Oligodendrogliomas are grouped in two grades based on their characteristics.
- Grade II oligodendrogliomas are low grade tumors. This means the tumor cells grow slowly and invade nearby normal tissue. In many cases, they form years before being diagnosed as no symptoms appear.
- Grade III oligodendrogliomas are malignant (cancerous). This means they are fast-growing tumors. They are called anaplastic oligodendriogliomas.
Who is diagnosed with oligodendrogliomas?
Oligodendrogliomas occur most often in people between the ages of 35 and 44, but can occur at any age. Oligodendrogliomas occur slightly more often in males and are rare in children.
What causes oligodendrogliomas?
The cause of most oligodendrogliomas is not known. Exposure to radiation and certain gene changes that can be passed down through families have been linked to a higher chance of developing oligodendrogliomas.
Where do oligodendrogliomas form?
Oligodendrogliomas are commonly found in the white matter and the outer layer of the brain, called the cortex, but can form anywhere in the CNS. These tumors are called oligodendrogliomas because the cells resemble oligodendrocytes, a type of brain cell that supports and insulates nerve fibers in the CNS.
Do oligodendrogliomas spread?
Oligodendrogliomas can spread to other areas of the CNS through cerebrospinal fluid (CSF), but is uncommon. Oligodendrogliomas rarely spread outside of the CNS to other organs.

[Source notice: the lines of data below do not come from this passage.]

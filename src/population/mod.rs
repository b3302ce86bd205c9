//! Synthetic population of the Beaches
//!
//! Residents are built once per session from the word banks in
//! [`vocabulary`] and a caller-supplied random source, then only read.
//!
//! # Usage
//!
//! ```ignore
//! use beaches_twin::population::{generate, Vocabulary};
//!
//! let vocab = Vocabulary::default();
//! vocab.validate()?;
//! let mut rng = ChaCha8Rng::seed_from_u64(42);
//! let residents = generate(250, &vocab, &mut rng);
//! ```

pub mod generator;
pub mod vocabulary;

pub use generator::{generate, generate_par, DrawSource};
pub use vocabulary::Vocabulary;

use std::fmt;

use serde::{Deserialize, Serialize};

/// Forward sortation area: the first three characters of a Canadian postal
/// code. The twin covers exactly these two.
#[derive(Clone, Copy, Debug, PartialEq, Eq, Hash, PartialOrd, Ord, Serialize, Deserialize)]
pub enum Fsa {
    M4E,
    M4L,
}

impl Fsa {
    pub const ALL: [Fsa; 2] = [Fsa::M4E, Fsa::M4L];

    pub fn code(&self) -> &'static str {
        match self {
            Fsa::M4E => "M4E",
            Fsa::M4L => "M4L",
        }
    }
}

impl fmt::Display for Fsa {
    fn fmt(&self, f: &mut fmt::Formatter<'_>) -> fmt::Result {
        f.write_str(self.code())
    }
}

/// One synthetic person.
///
/// Field ranges (all closed):
/// - `age`: 25..=84
/// - street number in `address`: 1..=500
/// - `children`: 0..=3
/// - `household_size`: `1 + children` or `2 + children`
/// - `interests`: 2..=4 entries, duplicates allowed
/// - `years_in_neighborhood`: 1..=25
#[derive(Clone, Debug, PartialEq, Eq, Serialize, Deserialize)]
#[serde(rename_all = "camelCase")]
pub struct Resident {
    pub id: u32,
    pub first_name: String,
    pub last_name: String,
    pub age: u32,
    pub address: String,
    pub fsa: Fsa,
    pub occupation: String,
    pub household_size: u32,
    pub children: u32,
    pub interests: Vec<String>,
    pub years_in_neighborhood: u32,
    pub home_owner: bool,
}

impl Resident {
    pub fn full_name(&self) -> String {
        format!("{} {}", self.first_name, self.last_name)
    }

    /// "Homeowner" or "Renter", as shown on resident cards.
    pub fn tenure_label(&self) -> &'static str {
        if self.home_owner {
            "Homeowner"
        } else {
            "Renter"
        }
    }
}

What are the symptoms of an oligodendroglioma?
Symptoms related to oligodendrogliomas depend on the tumor’s location. The most common sign of an oligodendroglioma is a seizure. Around 60% of people have a seizure before being diagnosed. Other symptoms people may have are headaches, problems with thinking and memory, weakness, numbness, or problems with balance and movement.

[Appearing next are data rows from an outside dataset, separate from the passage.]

use std::error::Error;
use std::io;
use std::path::PathBuf;

use clap::Parser;
use rand::SeedableRng;
use rand_chacha::ChaCha8Rng;

use beaches_twin::ask::{fallback_message, AskClient};
use beaches_twin::dashboard::run_dashboard;
use beaches_twin::export::{export_json, write_summary};
use beaches_twin::logging::{self, LogSink};
use beaches_twin::population::{generate, generate_par};
use beaches_twin::{ConfigError, TwinParams};

#[derive(Parser, Debug)]
#[command(name = "beaches_twin")]
#[command(about = "Synthetic population dashboard for Toronto's Beaches (FSA M4E & M4L)")]
struct Args {
    /// Random seed (uses random seed if not specified)
    #[arg(short, long)]
    seed: Option<u64>,

    /// Number of residents (default: 250, or the config file's value)
    #[arg(short = 'n', long)]
    count: Option<usize>,

    /// JSON config file
    #[arg(long)]
    config: Option<PathBuf>,

    /// Start from the small preset (25 residents, 3 sample cards)
    #[arg(long, conflicts_with = "config")]
    small: bool,

    /// Generate residents in parallel
    #[arg(long)]
    parallel: bool,

    /// Print the statistics to stdout instead of opening the dashboard
    #[arg(long)]
    summary: bool,

    /// Export the dataset to a JSON file (e.g., "residents.json")
    #[arg(long)]
    export_json: Option<PathBuf>,

    /// Ask one question about the data and print the answer
    #[arg(long)]
    ask: Option<String>,

    /// Write logs to this file (the dashboard otherwise logs nothing)
    #[arg(long)]
    log_file: Option<PathBuf>,

    /// Debug-level logging
    #[arg(short, long)]
    verbose: bool,
}

/// Config file or preset, then command-line overrides, then validation.
fn session_params(args: &Args) -> Result<TwinParams, ConfigError> {
    let mut params = match &args.config {
        Some(path) => TwinParams::load(path)?,
        None if args.small => TwinParams::small(),
        None => TwinParams::default(),
    };
    if let Some(count) = args.count {
        params.resident_count = count;
    }
    params.parallel |= args.parallel;
    params.ask = params.ask.with_env_key();
    params.validate()?;
    Ok(params)
}

fn main() -> Result<(), Box<dyn Error>> {
    let args = Args::parse();

    let interactive = !args.summary && args.ask.is_none();
    let sink = match (&args.log_file, interactive) {
        (Some(path), _) => LogSink::File(path),
        (None, true) => LogSink::Off,
        (None, false) => LogSink::Stderr,
    };
    logging::init(sink, args.verbose).map_err(|e| e as Box<dyn Error>)?;

    let params = session_params(&args)?;

    let seed = args.seed.unwrap_or_else(|| rand::random());
    tracing::info!(
        seed,
        count = params.resident_count,
        parallel = params.parallel,
        "generating residents"
    );

    let residents = if params.parallel {
        generate_par(params.resident_count, &params.vocabulary, seed)
    } else {
        let mut rng = ChaCha8Rng::seed_from_u64(seed);
        generate(params.resident_count, &params.vocabulary, &mut rng)
    };

    if let Some(path) = &args.export_json {
        export_json(&residents, seed, params.parallel, path)?;
        println!("Exported {} residents to {}", residents.len(), path.display());
    }

    if args.summary {
        println!("Seed: {}", seed);
        write_summary(&mut io::stdout().lock(), &residents, params.sample_size)?;
    }

    if let Some(question) = &args.ask {
        let client = AskClient::new(params.ask.clone())?;
        match client.ask(&residents, question) {
            Ok(answer) => println!("{}", answer),
            Err(e) => println!("{}", fallback_message(&e)),
        }
    }

    if interactive {
        run_dashboard(residents, seed, &params)?;
    }

    Ok(())
}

What are the treatment options for oligodendrogliomas?
The first treatment for an oligodendroglioma is surgery, if possible. The goal of surgery is to obtain tissue to determine the tumor type and to remove as much tumor as possible without causing more symptoms for the person. Treatments after surgery may include radiation, chemotherapy, or clinical trials.

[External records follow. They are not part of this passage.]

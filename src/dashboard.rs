//! Terminal dashboard for the synthetic population using ratatui
//!
//! Stat cards, an age chart, sample residents and a question box. Questions
//! run on a worker thread; the draw loop only polls for the answer, so the
//! UI never waits on the network.

use std::error::Error;
use std::io::{self, stdout};
use std::sync::mpsc::{Receiver, TryRecvError};
use std::sync::Arc;
use std::time::Duration;

use chrono::{DateTime, Local};
use crossterm::{
    cursor,
    event::{self, Event, KeyCode, KeyEvent, KeyEventKind, KeyModifiers},
    execute,
    terminal::{self, EnterAlternateScreen, LeaveAlternateScreen},
};
use ratatui::{
    prelude::*,
    style::{Color, Modifier, Style},
    widgets::{BarChart, Block, Borders, Paragraph, Wrap},
};

use crate::ask::{fallback_message, AskClient, AskError};
use crate::config::TwinParams;
use crate::export::{resident_card_lines, stat_cards};
use crate::population::Resident;
use crate::stats::{age_histogram, area_breakdown};

pub const EXAMPLE_QUERIES: [&str; 5] = [
    "What's the average age of residents?",
    "How many people have children?",
    "What are the most common occupations?",
    "Which neighborhood (M4E vs M4L) has more homeowners?",
    "What percentage of residents are interested in cycling?",
];

pub const INITIAL_RESPONSE: &str = "Ask me anything about Toronto Beaches residents...";
const ANALYZING: &str = "Analyzing data...";

const ACCENT: Color = Color::Rgb(30, 64, 175);
const SAND: Color = Color::Rgb(253, 230, 138);

/// Dashboard state
struct Dashboard {
    residents: Arc<[Resident]>,
    seed: u64,
    sample_size: usize,
    client: AskClient,
    query: String,
    response: String,
    /// Answer channel of the question in flight, if any
    pending: Option<Receiver<Result<String, AskError>>>,
    answered_at: Option<DateTime<Local>>,
    /// Example currently in the query box, if it came from Tab or a digit
    current_example: Option<usize>,
}

impl Dashboard {
    fn new(residents: Arc<[Resident]>, seed: u64, sample_size: usize, client: AskClient) -> Self {
        Dashboard {
            residents,
            seed,
            sample_size,
            client,
            query: String::new(),
            response: INITIAL_RESPONSE.to_string(),
            pending: None,
            answered_at: None,
            current_example: None,
        }
    }

    fn is_loading(&self) -> bool {
        self.pending.is_some()
    }

    /// Send the current query. Ignored while another question is in flight
    /// or when the query is blank.
    fn submit(&mut self) {
        if self.is_loading() || self.query.trim().is_empty() {
            return;
        }
        self.response = ANALYZING.to_string();
        self.pending = Some(
            self.client
                .spawn_question(Arc::clone(&self.residents), self.query.clone()),
        );
    }

    /// Pick up a finished answer without blocking.
    fn poll_answer(&mut self) {
        let Some(rx) = &self.pending else {
            return;
        };

        let finished = match rx.try_recv() {
            Ok(Ok(answer)) => Some(answer),
            Ok(Err(e)) => Some(fallback_message(&e)),
            Err(TryRecvError::Empty) => None,
            Err(TryRecvError::Disconnected) => {
                Some("Error: the question worker stopped without answering.".to_string())
            }
        };

        if let Some(text) = finished {
            self.response = text;
            self.pending = None;
            self.answered_at = Some(Local::now());
        }
    }

    fn select_example(&mut self, index: usize) {
        self.current_example = Some(index);
        self.query = EXAMPLE_QUERIES[index].to_string();
    }

    /// Tab moves forward, Shift-Tab back. The first Tab picks the first
    /// example, the first Shift-Tab the last.
    fn cycle_example(&mut self, step: isize) {
        let count = EXAMPLE_QUERIES.len() as isize;
        let index = match self.current_example {
            Some(current) => (current as isize + step).rem_euclid(count),
            None if step < 0 => count - 1,
            None => 0,
        };
        self.select_example(index as usize);
    }

    /// Apply one key press. Returns `true` when the dashboard should close.
    fn handle_key(&mut self, key: KeyEvent) -> bool {
        if key.kind != KeyEventKind::Press {
            return false;
        }

        match key.code {
            KeyCode::Esc => return true,
            KeyCode::Char('c') if key.modifiers.contains(KeyModifiers::CONTROL) => return true,
            KeyCode::Char('u') if key.modifiers.contains(KeyModifiers::CONTROL) => {
                self.query.clear();
            }
            KeyCode::Enter => self.submit(),
            KeyCode::Tab => self.cycle_example(1),
            KeyCode::BackTab => self.cycle_example(-1),
            KeyCode::Backspace => {
                self.query.pop();
            }
            // Digits pick an example only on an empty query so numbers can still be typed.
            KeyCode::Char(d @ '1'..='5') if self.query.is_empty() => {
                self.select_example(d as usize - '1' as usize);
            }
            KeyCode::Char(c) => self.query.push(c),
            _ => {}
        }
        false
    }

    fn render_header(&self, area: Rect, buf: &mut Buffer) {
        let lines = vec![
            Line::from(Span::styled(
                "Beaches Digital Twin",
                Style::default().fg(Color::White).add_modifier(Modifier::BOLD),
            )),
            Line::from(Span::styled(
                "SYNTHETIC POPULATION DATA",
                Style::default().fg(Color::Gray),
            )),
            Line::from(Span::styled(
                "Toronto East End • FSA M4E & M4L",
                Style::default().fg(Color::LightBlue).add_modifier(Modifier::ITALIC),
            )),
        ];
        Paragraph::new(lines).alignment(Alignment::Center).render(area, buf);
    }

    fn render_stat_cards(&self, area: Rect, buf: &mut Buffer) {
        let cards = stat_cards(&self.residents);
        let columns = Layout::default()
            .direction(Direction::Horizontal)
            .constraints([Constraint::Ratio(1, 4); 4])
            .split(area);

        for ((label, value), column) in cards.iter().zip(columns.iter()) {
            let block = Block::default()
                .title(format!(" {} ", label.to_uppercase()))
                .borders(Borders::LEFT | Borders::TOP | Borders::BOTTOM)
                .border_style(Style::default().fg(ACCENT));
            Paragraph::new(Line::from(Span::styled(
                value.as_str(),
                Style::default().fg(Color::White).add_modifier(Modifier::BOLD),
            )))
            .block(block)
            .alignment(Alignment::Center)
            .render(*column, buf);
        }
    }

    fn render_chart(&self, area: Rect, buf: &mut Buffer) {
        let histogram = age_histogram(&self.residents);
        let data: Vec<(&str, u64)> = histogram
            .iter()
            .map(|(bucket, count)| (bucket.label(), *count as u64))
            .collect();

        BarChart::default()
            .block(
                Block::default()
                    .title(" Demographics ")
                    .borders(Borders::ALL)
                    .border_style(Style::default().fg(SAND)),
            )
            .data(data.as_slice())
            .bar_width(7)
            .bar_gap(2)
            .bar_style(Style::default().fg(ACCENT))
            .value_style(Style::default().fg(Color::White).bg(ACCENT))
            .render(area, buf);
    }

    fn render_areas(&self, area: Rect, buf: &mut Buffer) {
        let lines: Vec<Line> = area_breakdown(&self.residents)
            .into_iter()
            .map(|(fsa, stats)| match stats {
                Ok(s) => Line::from(format!(
                    "{}  {} residents • {}% owners • avg age {}",
                    fsa, s.total_residents, s.home_ownership_rate, s.average_age
                )),
                Err(_) => Line::from(format!("{}  no residents", fsa)),
            })
            .collect();

        Paragraph::new(lines)
            .block(
                Block::default()
                    .title(" By Area ")
                    .borders(Borders::ALL)
                    .border_style(Style::default().fg(SAND)),
            )
            .render(area, buf);
    }

    fn render_samples(&self, area: Rect, buf: &mut Buffer) {
        let mut lines = Vec::new();
        for resident in self.residents.iter().take(self.sample_size) {
            lines.push(Line::from(Span::styled(
                resident.full_name(),
                Style::default().fg(Color::White).add_modifier(Modifier::BOLD),
            )));
            for text in resident_card_lines(resident) {
                lines.push(Line::from(Span::styled(
                    format!("  {}", text),
                    Style::default().fg(Color::Gray),
                )));
            }
            lines.push(Line::default());
        }

        Paragraph::new(lines)
            .block(
                Block::default()
                    .title(" Sample Residents ")
                    .borders(Borders::ALL)
                    .border_style(Style::default().fg(SAND)),
            )
            .wrap(Wrap { trim: false })
            .render(area, buf);
    }

    fn render_query(&self, area: Rect, buf: &mut Buffer) {
        let chunks = Layout::default()
            .direction(Direction::Vertical)
            .constraints([
                Constraint::Length(1), // Example queries
                Constraint::Length(3), // Input box
                Constraint::Min(3),    // Response
            ])
            .split(area);

        let examples = EXAMPLE_QUERIES
            .iter()
            .enumerate()
            .map(|(i, q)| format!("{} {}", i + 1, q))
            .collect::<Vec<_>>()
            .join(" | ");
        let examples = format!("Tab or 1-5 for examples: {}", examples);
        Paragraph::new(examples)
            .style(Style::default().fg(Color::DarkGray))
            .render(chunks[0], buf);

        let title = if self.is_loading() {
            " Analyzing... "
        } else {
            " Ask Questions About the Data (Enter) "
        };
        Paragraph::new(format!("{}_", self.query))
            .block(
                Block::default()
                    .title(title)
                    .borders(Borders::ALL)
                    .border_style(Style::default().fg(if self.is_loading() {
                        SAND
                    } else {
                        ACCENT
                    })),
            )
            .render(chunks[1], buf);

        let mut response_style = Style::default().fg(Color::White);
        if self.is_loading() {
            response_style = response_style.add_modifier(Modifier::SLOW_BLINK);
        }
        let response_title = match self.answered_at {
            Some(at) => format!(" Response ({}) ", at.format("%H:%M:%S")),
            None => " Response ".to_string(),
        };
        Paragraph::new(self.response.as_str())
            .style(response_style)
            .block(
                Block::default()
                    .title(response_title)
                    .borders(Borders::LEFT)
                    .border_style(Style::default().fg(Color::LightBlue)),
            )
            .wrap(Wrap { trim: false })
            .render(chunks[2], buf);
    }

    fn draw(&self, f: &mut Frame) {
        let size = f.area();

        let main_chunks = Layout::default()
            .direction(Direction::Vertical)
            .constraints([
                Constraint::Length(3),  // Header
                Constraint::Length(3),  // Stat cards
                Constraint::Min(12),    // Chart + residents
                Constraint::Length(12), // Questions
                Constraint::Length(1),  // Status bar
            ])
            .split(size);

        let buf = f.buffer_mut();
        self.render_header(main_chunks[0], buf);
        self.render_stat_cards(main_chunks[1], buf);

        let content = Layout::default()
            .direction(Direction::Horizontal)
            .constraints([Constraint::Percentage(50), Constraint::Percentage(50)])
            .split(main_chunks[2]);
        self.render_chart(content[0], buf);

        let right = Layout::default()
            .direction(Direction::Vertical)
            .constraints([Constraint::Length(4), Constraint::Min(3)])
            .split(content[1]);
        self.render_areas(right[0], buf);
        self.render_samples(right[1], buf);

        self.render_query(main_chunks[3], buf);

        let status = format!(
            " Enter: ask | Tab/Shift-Tab: examples | Ctrl-U: clear | Esc: quit | seed {} | {} residents",
            self.seed,
            self.residents.len()
        );
        Paragraph::new(status)
            .style(Style::default().bg(Color::DarkGray).fg(Color::White))
            .render(main_chunks[4], buf);
    }
}

fn event_loop<B: Backend>(terminal: &mut Terminal<B>, dashboard: &mut Dashboard) -> io::Result<()> {
    loop {
        dashboard.poll_answer();
        terminal.draw(|f| dashboard.draw(f))?;

        if event::poll(Duration::from_millis(50))? {
            if let Event::Key(key) = event::read()? {
                if dashboard.handle_key(key) {
                    return Ok(());
                }
            }
        }
    }
}

/// Open the dashboard on the current terminal until the user quits.
pub fn run_dashboard(
    residents: Vec<Resident>,
    seed: u64,
    params: &TwinParams,
) -> Result<(), Box<dyn Error>> {
    let client = AskClient::new(params.ask.clone())?;
    let mut dashboard = Dashboard::new(residents.into(), seed, params.sample_size, client);

    // Setup terminal
    terminal::enable_raw_mode()?;
    let result = open_and_run(&mut dashboard);

    // Cleanup runs every step even if setup or the loop failed
    let cleanup = [
        terminal::disable_raw_mode(),
        execute!(stdout(), LeaveAlternateScreen, cursor::Show),
    ];

    Ok(first_error(result, cleanup)?)
}

/// The loop's own error wins; otherwise the first failed cleanup step.
fn first_error(
    result: io::Result<()>,
    cleanup: impl IntoIterator<Item = io::Result<()>>,
) -> io::Result<()> {
    result?;
    cleanup.into_iter().collect()
}

fn open_and_run(dashboard: &mut Dashboard) -> io::Result<()> {
    let mut stdout = stdout();
    execute!(stdout, EnterAlternateScreen)?;
    let backend = CrosstermBackend::new(stdout);
    let mut terminal = Terminal::new(backend)?;
    event_loop(&mut terminal, dashboard)
}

Clinical trials, with new chemotherapy, targeted therapy, or immunotherapy drugs, may also be available and can be a possible treatment option. Treatments are decided by the patient’s healthcare team based on the patient’s age, remaining tumor after surgery, tumor type, and tumor location.
Open clinical studies for oligodendrogliomas
- Outcomes and Risk Project for Patients with Rare CNS Cancers
- Evaluation of the Natural History and Specimen Banking for Patients with CNS Cancers
- Nivolumab for Patients with IDH-Mutant Gliomas
What do oligodendrogliomas look like on an MRI?
Oligodendrogliomas usually appear as a single tumor with well-defined borders. The tumor may enhance with contrast and is most often seen in anaplastic oligodendrogliomas. Oligodendrogliomas tend to have some swelling around them.